🤖 AI Summary
This work addresses the explainability challenge for black-box agents (e.g., robots) in human–agent collaborative settings, where internal model access is unavailable and trustworthy natural-language behavioral explanations are required.
Method: We propose the first model-agnostic local surrogate modeling framework: it constructs lightweight, locally linear surrogate models from observed state–action sequences and leverages prompt-driven large language models (LLMs) for semantic explanation generation; behavior trajectory sampling and explanation-alignment training are introduced to mitigate LLM hallucination.

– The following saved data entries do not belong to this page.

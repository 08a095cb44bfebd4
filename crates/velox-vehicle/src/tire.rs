//! Bicycle-model tire forces.
//!
//! Both axles are collapsed into a single effective tire each. The force
//! model is a pure function of the chassis kinematics, the filtered driver
//! demand and the current steering angle; it has no state of its own.
//!
//! Sign conventions: the scalar `yaw_rate` and `yaw_torque` are positive
//! for a turn to the right (clockwise seen from above). In the Y-up frame
//! that is a rotation about `-up`, which is how the torque is applied.

use serde::{Deserialize, Serialize};
use velox_math::{local_forward, local_right, world_up, Quat, Vec3};

use crate::tuning::VehicleTuning;

/// Distance from the center of mass to the front axle (m).
pub const CG_TO_FRONT_AXLE: f32 = 1.5;
/// Distance from the center of mass to the rear axle (m).
pub const CG_TO_REAR_AXLE: f32 = 1.2;

/// Forward speed floor used in slip-angle denominators (m/s).
const SLIP_SPEED_FLOOR: f32 = 4.0;
/// Lateral force saturates at this multiple of the cornering stiffness.
const LATERAL_SATURATION: f32 = 1.25;
/// Share of the brake force the handbrake contributes.
const HANDBRAKE_BRAKE_SHARE: f32 = 0.6;
/// Filtered handbrake above which the rear axle loses grip.
const HANDBRAKE_GRIP_THRESHOLD: f32 = 0.1;
/// Below this forward speed, firm braking holds the car still (m/s).
const STANDSTILL_SPEED: f32 = 0.5;
/// Filtered brake above which the standstill hold engages.
const STANDSTILL_BRAKE: f32 = 0.2;

/// Self-righting gain per kg.
const RIGHTING_GAIN: f32 = 14.0;
/// Roll rate damping per kg.
const ROLL_DAMPING: f32 = 2.1;
/// Pitch rate damping per kg.
const PITCH_DAMPING: f32 = 1.6;
/// Yaw rate damping per kg.
const YAW_DAMPING: f32 = 0.6;

/// Upper bound of the slip telemetry.
pub const MAX_SLIP: f32 = 1.5;
/// Engine speed shown at rest.
pub const IDLE_RPM: f32 = 1200.0;

/// Which force model drives the vehicle.
#[derive(Debug, Clone, Copy, Default, PartialEq, Eq, Serialize, Deserialize)]
#[serde(rename_all = "kebab-case")]
pub enum TireModel {
    /// Per-axle slip angles with yaw-rate feedback, saturating lateral
    /// force and a self-righting stabilizer.
    #[default]
    SlipAngle,
    /// Lateral force proportional to side speed with a steering-driven yaw
    /// torque and no stabilizer. Cheaper and looser.
    LateralVelocity,
}

/// Filtered driver demand fed to the force model.
#[derive(Debug, Clone, Copy, Default, PartialEq)]
pub struct DriverDemand {
    /// Filtered throttle.
    pub throttle: f32,
    /// Filtered brake.
    pub brake: f32,
    /// Filtered handbrake.
    pub handbrake: f32,
    /// Road-wheel angle (radians, positive to the right).
    pub steering_angle: f32,
    /// Length of the step the forces will act for (s).
    pub dt: f32,
}

/// Chassis basis and velocities decomposed along it.
#[derive(Debug, Clone, Copy, PartialEq)]
pub struct ChassisKinematics {
    /// World-space forward direction.
    pub forward: Vec3,
    /// World-space right direction.
    pub right: Vec3,
    /// World-space chassis up direction.
    pub up: Vec3,
    /// Velocity along `forward` (m/s).
    pub forward_speed: f32,
    /// Velocity along `right` (m/s).
    pub side_speed: f32,
    /// Speed in the chassis plane, vertical excluded (m/s).
    pub speed: f32,
    /// Angular velocity in chassis space (rad/s).
    pub local_angular_velocity: Vec3,
    /// Yaw rate, positive turning right (rad/s).
    pub yaw_rate: f32,
    /// World-space angular velocity (rad/s).
    pub angular_velocity: Vec3,
}

impl ChassisKinematics {
    /// Decompose body state along the chassis axes.
    pub fn new(rotation: &Quat, linear_velocity: &Vec3, angular_velocity: &Vec3) -> Self {
        let forward = rotation * local_forward();
        let right = rotation * local_right();
        let up = right.cross(&forward);

        let forward_speed = linear_velocity.dot(&forward);
        let side_speed = linear_velocity.dot(&right);
        let local_angular_velocity = rotation.inverse_transform_vector(angular_velocity);

        Self {
            forward,
            right,
            up,
            forward_speed,
            side_speed,
            speed: forward_speed.hypot(side_speed),
            local_angular_velocity,
            yaw_rate: -local_angular_velocity.y,
            angular_velocity: *angular_velocity,
        }
    }
}

/// Everything the force model produced for one step.
#[derive(Debug, Clone, Copy, PartialEq)]
pub struct TireForces {
    /// Net force along the chassis forward axis (N).
    pub longitudinal: f32,
    /// Front axle lateral force, positive to the right (N).
    pub front_lateral: f32,
    /// Rear axle lateral force, positive to the right (N).
    pub rear_lateral: f32,
    /// Front cornering stiffness.
    pub front_stiffness: f32,
    /// Rear cornering stiffness.
    pub rear_stiffness: f32,
    /// Downforce magnitude (N).
    pub downforce: f32,
    /// Yaw couple from the axle forces, positive turning right (N·m).
    pub yaw_torque: f32,
    /// Total world-space force to apply (N).
    pub force: Vec3,
    /// Total world-space torque to apply (N·m).
    pub torque: Vec3,
    /// Slip telemetry, `0..=MAX_SLIP`.
    pub slip: f32,
    /// Engine speed telemetry.
    pub rpm: f32,
}

impl TireModel {
    /// Compute forces and torques for one step.
    pub fn evaluate(
        self,
        tuning: &VehicleTuning,
        kin: &ChassisKinematics,
        demand: &DriverDemand,
    ) -> TireForces {
        match self {
            TireModel::SlipAngle => slip_angle_forces(tuning, kin, demand),
            TireModel::LateralVelocity => lateral_velocity_forces(tuning, kin, demand),
        }
    }
}

/// Sign that maps zero to zero.
fn sign(v: f32) -> f32 {
    if v > 0.0 {
        1.0
    } else if v < 0.0 {
        -1.0
    } else {
        0.0
    }
}

fn rear_grip(tuning: &VehicleTuning, demand: &DriverDemand) -> f32 {
    if demand.handbrake > HANDBRAKE_GRIP_THRESHOLD {
        tuning.handbrake_grip
    } else {
        tuning.tire_grip_rear
    }
}

fn slip_angle_forces(
    tuning: &VehicleTuning,
    kin: &ChassisKinematics,
    demand: &DriverDemand,
) -> TireForces {
    let weight = tuning.weight();
    let u = kin.forward_speed;

    let engine_force = demand.throttle * tuning.engine_power;
    let brake_force = demand.brake * tuning.brake_force;
    let handbrake_force = demand.handbrake * tuning.brake_force * HANDBRAKE_BRAKE_SHARE;

    let front_grip = tuning.tire_grip_front;
    let rear_grip = rear_grip(tuning, demand);

    let front_lateral_speed = kin.side_speed + kin.yaw_rate * CG_TO_FRONT_AXLE;
    let rear_lateral_speed = kin.side_speed - kin.yaw_rate * CG_TO_REAR_AXLE;

    let slip_speed = u.abs().max(SLIP_SPEED_FLOOR);
    let front_slip_angle = front_lateral_speed.atan2(slip_speed) - demand.steering_angle;
    let rear_slip_angle = rear_lateral_speed.atan2(slip_speed);

    let front_stiffness = front_grip * weight * 0.5;
    let rear_stiffness = rear_grip * weight * 0.5;
    let front_limit = front_stiffness * LATERAL_SATURATION;
    let rear_limit = rear_stiffness * LATERAL_SATURATION;
    let front_lateral = (-front_stiffness * front_slip_angle).clamp(-front_limit, front_limit);
    let rear_lateral = (-rear_stiffness * rear_slip_angle).clamp(-rear_limit, rear_limit);

    let available = brake_force + handbrake_force;
    let braking = if u.abs() < STANDSTILL_SPEED && demand.brake > STANDSTILL_BRAKE {
        // cancel the remaining forward speed within this step, never
        // exceeding what the brakes can deliver
        (-u * tuning.mass / demand.dt.max(f32::EPSILON)).clamp(-available, available)
    } else {
        -sign(u) * available
    };
    let longitudinal = engine_force + braking
        - u * u.abs() * tuning.drag_coefficient
        - u * tuning.rolling_resistance;

    let downforce = kin.speed * kin.speed * tuning.downforce_coefficient;

    let force = kin.forward * longitudinal
        + kin.right * (front_lateral + rear_lateral)
        - kin.up * downforce;

    let yaw_torque = front_lateral * CG_TO_FRONT_AXLE - rear_lateral * CG_TO_REAR_AXLE;

    let w = &kin.angular_velocity;
    let righting = kin.up.cross(&world_up()) * (tuning.mass * RIGHTING_GAIN);
    let damping = -(kin.forward * (w.dot(&kin.forward) * tuning.mass * ROLL_DAMPING)
        + kin.right * (w.dot(&kin.right) * tuning.mass * PITCH_DAMPING)
        + kin.up * (w.dot(&kin.up) * tuning.mass * YAW_DAMPING));
    let torque = -kin.up * yaw_torque + righting + damping;

    let slip = ((front_lateral.abs() + rear_lateral.abs())
        / front_stiffness.max(rear_stiffness).max(1.0))
    .min(MAX_SLIP);
    let rpm = IDLE_RPM + 95.0 * u.abs() + 2000.0 * demand.throttle;

    TireForces {
        longitudinal,
        front_lateral,
        rear_lateral,
        front_stiffness,
        rear_stiffness,
        downforce,
        yaw_torque,
        force,
        torque,
        slip,
        rpm,
    }
}

fn lateral_velocity_forces(
    tuning: &VehicleTuning,
    kin: &ChassisKinematics,
    demand: &DriverDemand,
) -> TireForces {
    let u = kin.forward_speed;

    let engine_force = demand.throttle * tuning.engine_power;
    let brake_force = (demand.brake + demand.handbrake) * tuning.brake_force;

    let front_stiffness = tuning.tire_grip_front * (1.0 + demand.steering_angle.abs() * 1.5);
    let rear_stiffness = rear_grip(tuning, demand);
    let front_lateral = -kin.side_speed * front_stiffness;
    let rear_lateral = -kin.side_speed * rear_stiffness;

    let longitudinal = engine_force
        - sign(u) * brake_force
        - u * tuning.rolling_resistance
        - sign(u) * kin.speed * kin.speed * tuning.drag_coefficient;
    let downforce = kin.speed * tuning.downforce_coefficient;

    let force = kin.forward * longitudinal
        + kin.right * (front_lateral + rear_lateral)
        - kin.up * downforce;

    let yaw_torque = demand.steering_angle * u * tuning.tire_grip_front * 0.5;
    let torque = -kin.up * yaw_torque;

    let slip =
        ((front_lateral.abs() + rear_lateral.abs()) / (kin.speed * 50.0).max(1.0)).min(MAX_SLIP);
    let rpm = 900.0 + 120.0 * u.abs();

    TireForces {
        longitudinal,
        front_lateral,
        rear_lateral,
        front_stiffness,
        rear_stiffness,
        downforce,
        yaw_torque,
        force,
        torque,
        slip,
        rpm,
    }
}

Contribution/Results: Experiments demonstrate significant improvements in explanation correctness and comprehensibility over baselines—validated by both LLM-based and human evaluations. A user study shows a 23.6% increase in human accuracy for predicting the agent’s subsequent actions. The framework establishes a novel paradigm for compliant, trustworthy human–agent collaboration.
📝 Abstract
Intelligent agents, such as robots, are increasingly deployed in real-world, human-centric environments. To foster appropriate human trust and meet legal and ethical standards, these agents must be able to explain their behavior. However, state-of-the-art agents are typically driven by black-box models like deep neural networks, limiting their interpretability. We propose a method for generating natural language explanations of agent behavior based only on observed states and actions -- without access to the agent's underlying model. Our approach learns a locally interpretable surrogate model of the agent's behavior from observations, which then guides a large language model to generate plausible explanations with minimal hallucination. Empirical results show that our method produces explanations that are more comprehensible and correct than those from baselines, as judged by both language models and human evaluators. Furthermore, we find that participants in a user study more accurately predicted the agent's future actions when given our explanations, suggesting improved understanding of agent behavior.